Bili, bili i rozbili. Świetny Marković i (w końcu!) strzelający „Dyzio”
Korona Kielce we wtorkowy wieczór ostatecznie pogrążyła Lecha Poznań. Zabierała się jednak do tego niezwykle długo. Kto wie, czy „żółto-czerwoni” osiągnęliby swój cel, gdyby Jose Rojo Martin nie desygnował do gry Serhija Pyłypczuka, Daniela Gołębiewskiego i... Vanji Markovicia. To Serb był jedną z kluczowych postaci drużyny „Pachety”.
Zanim jednak doszło do przełamania „Dyzia”, miejsce miało kilka wydarzeń sprzyjających ekipie z województwa świętokrzyskiego. Wszystko zaczęło się od czerwonej kartki dla Marcina Kamińskiego. Fani „złocisto-krwistych” byliby zapewne teraz w innych humorach, jeżeli asystent sędziego Borskiego dałby pomylić się swojemu koledze. Do tego na szczęście nie doszło, a „Kolejorz” musiał skupić się na szanowaniu piłki i ograniczyć się do kontrataków i stałych fragmentów gry.
Tak kolorowo mogło jednak nie być. Jak potoczyłby się ten mecz, gdyby arbiter zdecydował się wyrzucić z boiska dwóch koroniarzy? W pierwszej połowie bardzo ostry wślizg wykonał Vlastimir Jovanović, a po przerwie nieodpowiedzialnie zachował się Serhij Pyłypczuk. Skrzydłowy kieleckiego zespołu łokciem postanowił pokazać Manuelowi Arboledzie kto tu rządzi. Umknęło to jednak uwadze Marcina Borskiego.
Momentami gra Korony była irytująca. Daleki przerzut, interwencja Douglasa. Daleki przerzut, główka Henriqueza. Daleki przerzut, spokój zachowuje Gostomski. W ten sposób „żółto-czerwoni” szczęścia szukali bardzo, bardzo długo. Bez powodzenia.
Radość przyszła dopiero w 88. minucie. Złota akcja została przeprowadzona bliźniaczo do tej z ostatnich sekund potyczki z Widzewem Łódź. Na początku sezonu na dobre centry mogliśmy liczyć tylko ze strony Pawła Golańskiego. W sobotę świetnie jednak dośrodkował Kamil Sylwestrzak, a w potyczce z Lechem uczynił to Pyłypczuk.

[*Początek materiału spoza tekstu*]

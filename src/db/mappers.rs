use super::entities::*;
use rusqlite::types::Type;
use rusqlite::{Error, Row};

// Row to entity conversions. Column order must match the SELECT
// lists in the articles and projects modules.

pub fn map_category(row: &Row) -> Result<Category, Error> {
  Ok(Category {
    id: row.get(0)?,
    name: row.get(1)?,
    slug: row.get(2)?,
  })
}

// Categories come from a LEFT JOIN so all three columns are
// nullable at once.
fn map_joined_category(
  row: &Row,
  first_index: usize,
) -> Result<Option<Category>, Error> {
  let id: Option<i64> = row.get(first_index)?;
  match id {
    Some(id) => Ok(Some(Category {
      id,
      name: row.get(first_index + 1)?,
      slug: row.get(first_index + 2)?,
    })),
    None => Ok(None),
  }
}

/// Maps an article row. Tags are stored in their own table and
/// filled in by the caller afterwards.
pub fn map_article(row: &Row) -> Result<Article, Error> {
  Ok(Article {
    id: row.get(0)?,
    slug: row.get(1)?,
    title: row.get(2)?,
    excerpt: row.get(3)?,
    body: row.get(4)?,
    read_time: row.get(5)?,
    published: row.get::<_, i32>(6)? != 0,
    published_at: row.get(7)?,
    created_at: row.get(8)?,
    updated_at: row.get(9)?,
    views: row.get(10)?,
    likes: row.get(11)?,
    meta_title: row.get(12)?,
    meta_description: row.get(13)?,
    og_image: row.get(14)?,
    category: map_joined_category(row, 15)?,
    tags: Vec::new(),
  })
}

/// Maps a project row. Tech and images live in their own tables
/// and are filled in by the caller.
pub fn map_project(row: &Row) -> Result<Project, Error> {
  let status_text: String = row.get(7)?;
  let status = status_text.parse::<Status>().map_err(|_| {
    // The CHECK constraint should make this impossible:
    Error::FromSqlConversionFailure(
      7,
      Type::Text,
      Box::new(std::io::Error::new(
        std::io::ErrorKind::InvalidData,
        format!("unknown project status: {}", status_text),
      )),
    )
  })?;
  Ok(Project {
    id: row.get(0)?,
    slug: row.get(1)?,
    title: row.get(2)?,
    description: row.get(3)?,
    long_description: row.get(4)?,
    challenges: row.get(5)?,
    learnings: row.get(6)?,
    status,
    thumbnail: row.get(8)?,
    video_url: row.get(9)?,
    live_url: row.get(10)?,
    github_url: row.get(11)?,
    case_study_url: row.get(12)?,
    featured: row.get::<_, i32>(13)? != 0,
    priority: row.get(14)?,
    views: row.get(15)?,
    likes: row.get(16)?,
    created_at: row.get(17)?,
    updated_at: row.get(18)?,
    completed_at: row.get(19)?,
    meta_title: row.get(20)?,
    meta_description: row.get(21)?,
    og_image: row.get(22)?,
    category: map_joined_category(row, 23)?,
    tech: Vec::new(),
    images: Vec::new(),
  })
}
mod app;
mod config;
mod db;
mod utils;

use color_eyre::Result;
use dotenv::dotenv;

#[actix_web::main]
async fn main() -> Result<()> {
  dotenv().ok();
  if std::env::var("RUST_LOG").is_err() {
    std::env::set_var("RUST_LOG", "info");
  }
  env_logger::init();

  app::run().await
}
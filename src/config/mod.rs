// Adding the context method to errors:
use color_eyre::Result;
use eyre::WrapErr;
use serde::Deserialize;
use std::convert::From;

#[derive(Debug, Deserialize)]
pub struct Config {
  pub db_path: String,
  pub bind_address: String,
  pub template_dir: String,
  // The single admin credential pair for the basic auth gate:
  pub admin_user: String,
  pub admin_password: String,
  // Outbound SMTP for the contact form:
  pub smtp_host: String,
  pub smtp_port: u16,
  pub smtp_user: String,
  pub smtp_password: String,
  // Where contact form submissions end up, and the sender
  // address on both outgoing emails:
  pub contact_recipient: String,
  pub contact_from: String,
  pub site_name: String,
}

// The part of the config that handlers need at request time.
// Smaller than dragging the whole Config (and the credentials in
// it) into the app state.
#[derive(Debug, Clone)]
pub struct ContactSettings {
  pub recipient: String,
  pub site_name: String,
}

impl From<Config> for ContactSettings {
  fn from(config: Config) -> Self {
    Self {
      recipient: config.contact_recipient,
      site_name: config.site_name,
    }
  }
}

impl Config {
  pub fn from_env() -> Result<Config> {
    let mut c = config::Config::new();
    // Defaults for everything that has a sane one. Keys have to
    // be lowercase compared to what's in the .env file.
    c.set_default("bind_address", "127.0.0.1:8080")?;
    c.set_default("template_dir", "./templates")?;
    c.set_default("smtp_host", "localhost")?;
    c.set_default("smtp_port", 587)?;
    c.set_default("smtp_user", "")?;
    c.set_default("smtp_password", "")?;
    c.set_default("site_name", "Portfolio")?;
    // db_path, admin_user, admin_password, contact_recipient and
    // contact_from have no defaults on purpose, missing values
    // should fail loudly at startup.
    c.merge(config::Environment::default())?;
    // The error has to be given a context for
    // color_eyre to work here:
    c.try_into()
      .context("Loading configuration from env")
  }
}
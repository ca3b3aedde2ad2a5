use actix_web::{web, HttpResponse, Result};
use handlebars::Handlebars;
use log::error;

use super::dtos::*;
use super::error::{map_db_error, Error};
use super::mailer::ContactEmailData;
use super::AppState;
use crate::db::{self, SlugTable};
use crate::utils::text_utils;

// All the API handlers. Everything data-related follows the same
// recipe: validate the input DTO, call a db function, translate
// store faults with map_db_error, convert the entity to a DTO.

pub async fn index() -> HttpResponse {
  HttpResponse::Ok().body("Nothing here")
}

// Default response when no route matched the request:
pub async fn not_found() -> Result<HttpResponse, Error> {
  Err(Error::NotFound(String::from("Endpoint doesn't exist")))
}

// The admin guard can only make routes not match, so rejected
// requests land here via the unguarded fallback scope and get the
// actual challenge.
pub async fn auth_required() -> HttpResponse {
  HttpResponse::Unauthorized()
    .header("WWW-Authenticate", "Basic realm=\"Admin area\"")
    .body("Authentication required")
}

/* --- Categories --- */

pub async fn categories(app_state: web::Data<AppState>) -> Result<HttpResponse, Error> {
  let categories = db::all_categories(&app_state.pool).map_err(map_db_error)?;
  Ok(HttpResponse::Ok().json(categories))
}

pub async fn create_category(
  app_state: web::Data<AppState>,
  form: web::Json<CategoryForm>,
) -> Result<HttpResponse, Error> {
  form.validate()?;
  let category =
    db::create_category(&app_state.pool, form.name.trim()).map_err(map_db_error)?;
  Ok(HttpResponse::Ok().json(category))
}

/* --- Articles --- */

// Public listing only ever serves published articles, whatever
// else the query string says.
pub async fn articles(
  app_state: web::Data<AppState>,
  query: web::Query<ArticlesQuery>,
) -> Result<HttpResponse, Error> {
  let mut filter = query.into_inner().into_filter()?;
  filter.published = Some(true);
  let listing = db::list_articles(&app_state.pool, &filter).map_err(map_db_error)?;
  Ok(HttpResponse::Ok().json(ArticleListingDto::from(listing)))
}

// Admin listing exposes the full filter surface, drafts included.
pub async fn admin_articles(
  app_state: web::Data<AppState>,
  query: web::Query<ArticlesQuery>,
) -> Result<HttpResponse, Error> {
  let filter = query.into_inner().into_filter()?;
  let listing = db::list_articles(&app_state.pool, &filter).map_err(map_db_error)?;
  Ok(HttpResponse::Ok().json(ArticleListingDto::from(listing)))
}

// Single fetch bumps the views counter. The read and the bump are
// two store calls, concurrent readers may under-count but the
// counter never goes backwards.
pub async fn article(
  app_state: web::Data<AppState>,
  path: web::Path<(String,)>,
) -> Result<HttpResponse, Error> {
  let slug = path.into_inner().0;
  match db::article_by_slug(&app_state.pool, &slug).map_err(map_db_error)? {
    Some(article) => {
      db::increment_article_views(&app_state.pool, article.id).map_err(map_db_error)?;
      Ok(HttpResponse::Ok().json(ArticleDto::from(article)))
    }
    None => Err(Error::NotFound("Article does not exist".to_string())),
  }
}

pub async fn like_article(
  app_state: web::Data<AppState>,
  path: web::Path<(i64,)>,
) -> Result<HttpResponse, Error> {
  let id = path.into_inner().0;
  if !db::increment_article_likes(&app_state.pool, id).map_err(map_db_error)? {
    return Err(Error::NotFound("Article does not exist".to_string()));
  }
  let article = db::article_by_id(&app_state.pool, id)
    .map_err(map_db_error)?
    .ok_or_else(|| Error::NotFound("Article does not exist".to_string()))?;
  Ok(HttpResponse::Ok().json(ArticleDto::from(article)))
}

pub async fn create_article(
  app_state: web::Data<AppState>,
  form: web::Json<ArticleForm>,
) -> Result<HttpResponse, Error> {
  let (draft, explicit_slug) = form.into_inner().into_draft()?;
  let base = explicit_slug.unwrap_or_else(|| text_utils::slugify(&draft.title));
  // Best-effort pre-check. A racing create can still slip past
  // it, in which case the UNIQUE constraint turns the insert
  // into a conflict.
  let slug = db::unique_slug(&app_state.pool, SlugTable::Articles, &base, None)
    .map_err(map_db_error)?;
  let article =
    db::insert_article(&app_state.pool, &draft, &slug).map_err(map_db_error)?;
  Ok(HttpResponse::Created().json(ArticleDto::from(article)))
}

pub async fn update_article(
  app_state: web::Data<AppState>,
  path: web::Path<(i64,)>,
  form: web::Json<ArticleForm>,
) -> Result<HttpResponse, Error> {
  let id = path.into_inner().0;
  let (draft, explicit_slug) = form.into_inner().into_draft()?;
  let base = explicit_slug.unwrap_or_else(|| text_utils::slugify(&draft.title));
  // Excluding our own id keeps an unchanged title on its slug:
  let slug = db::unique_slug(&app_state.pool, SlugTable::Articles, &base, Some(id))
    .map_err(map_db_error)?;
  match db::update_article(&app_state.pool, id, &draft, &slug).map_err(map_db_error)? {
    Some(article) => Ok(HttpResponse::Ok().json(ArticleDto::from(article))),
    None => Err(Error::NotFound("Article does not exist".to_string())),
  }
}

pub async fn delete_article(
  app_state: web::Data<AppState>,
  path: web::Path<(i64,)>,
) -> Result<HttpResponse, Error> {
  let id = path.into_inner().0;
  match db::article_by_id(&app_state.pool, id).map_err(map_db_error)? {
    Some(article) => {
      db::delete_article(&app_state.pool, id).map_err(map_db_error)?;
      Ok(HttpResponse::Ok().json(ArticleDto::from(article)))
    }
    None => Err(Error::NotFound("Article does not exist".to_string())),
  }
}

pub async fn delete_articles(
  app_state: web::Data<AppState>,
  form: web::Json<DeleteManyForm>,
) -> Result<HttpResponse, Error> {
  form.validate()?;
  let deleted_count =
    db::delete_articles(&app_state.pool, &form.ids).map_err(map_db_error)?;
  Ok(HttpResponse::Ok().json(DeletedCountDto { deleted_count }))
}

/* --- Projects --- */

pub async fn projects(
  app_state: web::Data<AppState>,
  query: web::Query<ProjectsQuery>,
) -> Result<HttpResponse, Error> {
  let filter = query.into_inner().into_filter()?;
  let listing = db::list_projects(&app_state.pool, &filter).map_err(map_db_error)?;
  Ok(HttpResponse::Ok().json(ProjectListingDto::from(listing)))
}

pub async fn project(
  app_state: web::Data<AppState>,
  path: web::Path<(String,)>,
) -> Result<HttpResponse, Error> {
  let slug = path.into_inner().0;
  match db::project_by_slug(&app_state.pool, &slug).map_err(map_db_error)? {
    Some(project) => {
      db::increment_project_views(&app_state.pool, project.id).map_err(map_db_error)?;
      Ok(HttpResponse::Ok().json(ProjectDto::from(project)))
    }
    None => Err(Error::NotFound("Project does not exist".to_string())),
  }
}

pub async fn like_project(
  app_state: web::Data<AppState>,
  path: web::Path<(i64,)>,
) -> Result<HttpResponse, Error> {
  let id = path.into_inner().0;
  if !db::increment_project_likes(&app_state.pool, id).map_err(map_db_error)? {
    return Err(Error::NotFound("Project does not exist".to_string()));
  }
  let project = db::project_by_id(&app_state.pool, id)
    .map_err(map_db_error)?
    .ok_or_else(|| Error::NotFound("Project does not exist".to_string()))?;
  Ok(HttpResponse::Ok().json(ProjectDto::from(project)))
}

pub async fn create_project(
  app_state: web::Data<AppState>,
  form: web::Json<ProjectForm>,
) -> Result<HttpResponse, Error> {
  let (draft, explicit_slug) = form.into_inner().into_draft()?;
  let base = explicit_slug.unwrap_or_else(|| text_utils::slugify(&draft.title));
  let slug = db::unique_slug(&app_state.pool, SlugTable::Projects, &base, None)
    .map_err(map_db_error)?;
  let project =
    db::insert_project(&app_state.pool, &draft, &slug).map_err(map_db_error)?;
  Ok(HttpResponse::Created().json(ProjectDto::from(project)))
}

pub async fn update_project(
  app_state: web::Data<AppState>,
  path: web::Path<(i64,)>,
  form: web::Json<ProjectForm>,
) -> Result<HttpResponse, Error> {
  let id = path.into_inner().0;
  let (draft, explicit_slug) = form.into_inner().into_draft()?;
  let base = explicit_slug.unwrap_or_else(|| text_utils::slugify(&draft.title));
  let slug = db::unique_slug(&app_state.pool, SlugTable::Projects, &base, Some(id))
    .map_err(map_db_error)?;
  match db::update_project(&app_state.pool, id, &draft, &slug).map_err(map_db_error)? {
    Some(project) => Ok(HttpResponse::Ok().json(ProjectDto::from(project))),
    None => Err(Error::NotFound("Project does not exist".to_string())),
  }
}

pub async fn delete_project(
  app_state: web::Data<AppState>,
  path: web::Path<(i64,)>,
) -> Result<HttpResponse, Error> {
  let id = path.into_inner().0;
  match db::project_by_id(&app_state.pool, id).map_err(map_db_error)? {
    Some(project) => {
      db::delete_project(&app_state.pool, id).map_err(map_db_error)?;
      Ok(HttpResponse::Ok().json(ProjectDto::from(project)))
    }
    None => Err(Error::NotFound("Project does not exist".to_string())),
  }
}

pub async fn delete_projects(
  app_state: web::Data<AppState>,
  form: web::Json<DeleteManyForm>,
) -> Result<HttpResponse, Error> {
  form.validate()?;
  let deleted_count =
    db::delete_projects(&app_state.pool, &form.ids).map_err(map_db_error)?;
  Ok(HttpResponse::Ok().json(DeletedCountDto { deleted_count }))
}

/* --- Contact form --- */

pub async fn contact(
  app_state: web::Data<AppState>,
  hb: web::Data<Handlebars<'_>>,
  form: web::Json<ContactForm>,
) -> Result<HttpResponse, Error> {
  let form = form.into_inner();
  form.validate()?;

  let data = ContactEmailData::new(&form, &app_state.contact.site_name);
  let notification = hb
    .render("contact_notification", &data)
    .map_err(template_error)?;
  let reply = hb.render("contact_reply", &data).map_err(template_error)?;

  let mailer = app_state.mailer.clone();
  let recipient = app_state.contact.recipient.clone();
  let reply_to = form.email.trim().to_string();
  let subject = format!("New contact form submission: {}", form.subject);
  let reply_subject = format!(
    "Thanks for reaching out! - {}",
    app_state.contact.site_name
  );

  // SMTP can take seconds, keep it off the worker threads:
  web::block(move || {
    mailer.send_html(&recipient, &subject, notification)?;
    mailer.send_html(&reply_to, &reply_subject, reply)
  })
  .await
  .map_err(|e| {
    error!("Could not send contact emails - {:?}", e);
    Error::InternalServerError("Email sending failed".to_string())
  })?;

  Ok(HttpResponse::Ok().json(serde_json::json!({
    "success": true,
    "message": "Emails sent successfully"
  })))
}

fn template_error(e: handlebars::RenderError) -> Error {
  error!("A template engine error occurred while rendering an email: {}", e);
  Error::InternalServerError("Template engine error".to_string())
}
use actix_web::{error::ResponseError, HttpResponse};
use derive_more::Display;
use log::error;
use rusqlite::ErrorCode;

// The messages for the 4xx kinds are meant for humans on the
// other end. Internal and database errors only show a generic
// line, the full cause goes to the logs in map_db_error.
#[derive(Debug, Display)]
pub enum Error {
  #[display(fmt = "Internal Server Error")]
  InternalServerError(String),
  #[display(fmt = "Database Error")]
  DatabaseError(String),
  #[display(fmt = "Conflict: {}", _0)]
  Conflict(String),
  #[display(fmt = "Not Found: {}", _0)]
  NotFound(String),
  #[display(fmt = "Validation failed: {}", _0)]
  Validation(String),
}

impl ResponseError for Error {
  fn error_response(&self) -> HttpResponse {
    match self {
      Error::InternalServerError(_) | Error::DatabaseError(_) => {
        HttpResponse::InternalServerError().body(self.to_string())
      }
      Error::Conflict(_) => HttpResponse::Conflict().body(self.to_string()),
      Error::NotFound(_) => HttpResponse::NotFound().body(self.to_string()),
      Error::Validation(_) => HttpResponse::BadRequest().body(self.to_string()),
    }
  }
}

/// Translate store faults: a UNIQUE constraint violation (the
/// slug pre-check lost a race, or a duplicate category) becomes
/// a Conflict, everything else stays an opaque database error.
pub fn map_db_error(report: color_eyre::Report) -> Error {
  if let Some(rusqlite::Error::SqliteFailure(e, _)) = report.downcast_ref::<rusqlite::Error>()
  {
    if e.code == ErrorCode::ConstraintViolation {
      return Error::Conflict("That slug is already taken".to_string());
    }
  }
  error!("Database failure - {:?}", report);
  Error::DatabaseError(report.to_string())
}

Ukrainiec to strzał w dziesiątkę dyrektora Andrzeja Kobylańskiego. Pozostaje mieć nadzieję, że decydent w klubie przy ulicy Ściegiennego szybko dobrego wrażenia po sprowadzeniu skrzydłowego nie zatrze. A może tak się stać już w nowym roku, bo jeżeli Pyłypczuk nie podpisze nowej umowy z „żółto-czerwonymi”, to od 1 stycznia będzie mógł legalnie związać się z nowym pracodawcą kontraktem od lipca 2014. Stracenie takiego gracza byłoby szkodą niebywałą, a biorąc pod uwagę przykład chociażby Jakuba Bąka, to kibice „złocisto-krwistych” spokojnie spać nie mogą...
Na osobny akapit zasłużył także Vanja Marković. To jego brat, Ivan, po przyjściu do Kielc dostał miano dużo większego talentu. 19-letni Serb pokazał jednak, że ciężką pracą można osiągnąć naprawdę wiele. Na tyle dużo, że Ivan szykuje się już do opuszczenia Polski, a Vanja związał się z „żółto-czerwonymi” na dłużej.
W meczu z „Kolejorzem” gracz ten był absolutnie kluczowy. Swym występem przyćmił nawet regularnie zbierającego znakomite noty Jovanovicia. Zachowywał się niezwykle pewnie w obronie. Widać było po nim strach przed niepowodzeniem przy wyprowadzaniu piłki. Vanji potrzeba na boisku nieco więcej odwagi. Ta jednak bez wątpienia przyjdzie z czasem i większym doświadczeniem. Dodatkowo od stycznia w sztabie trenerskim Korony będzie Aleksandar Vuković. Czy były piłkarz Legii pomoże swemu rodakowi stać się liderem drugiej linii kieleckiej ekipy?
Teraz przed Koroną podróż do Gliwic. Piast we wtorek uległ w Bydgoszczy tamtejszemu Zawiszy aż 0-6. Morale w drużynach ze Świętokrzyskiego i Śląska jest zatem zupełnie inne. Na boisku czwartego zespołu minionych rozgrywek warto pójść za ciosem!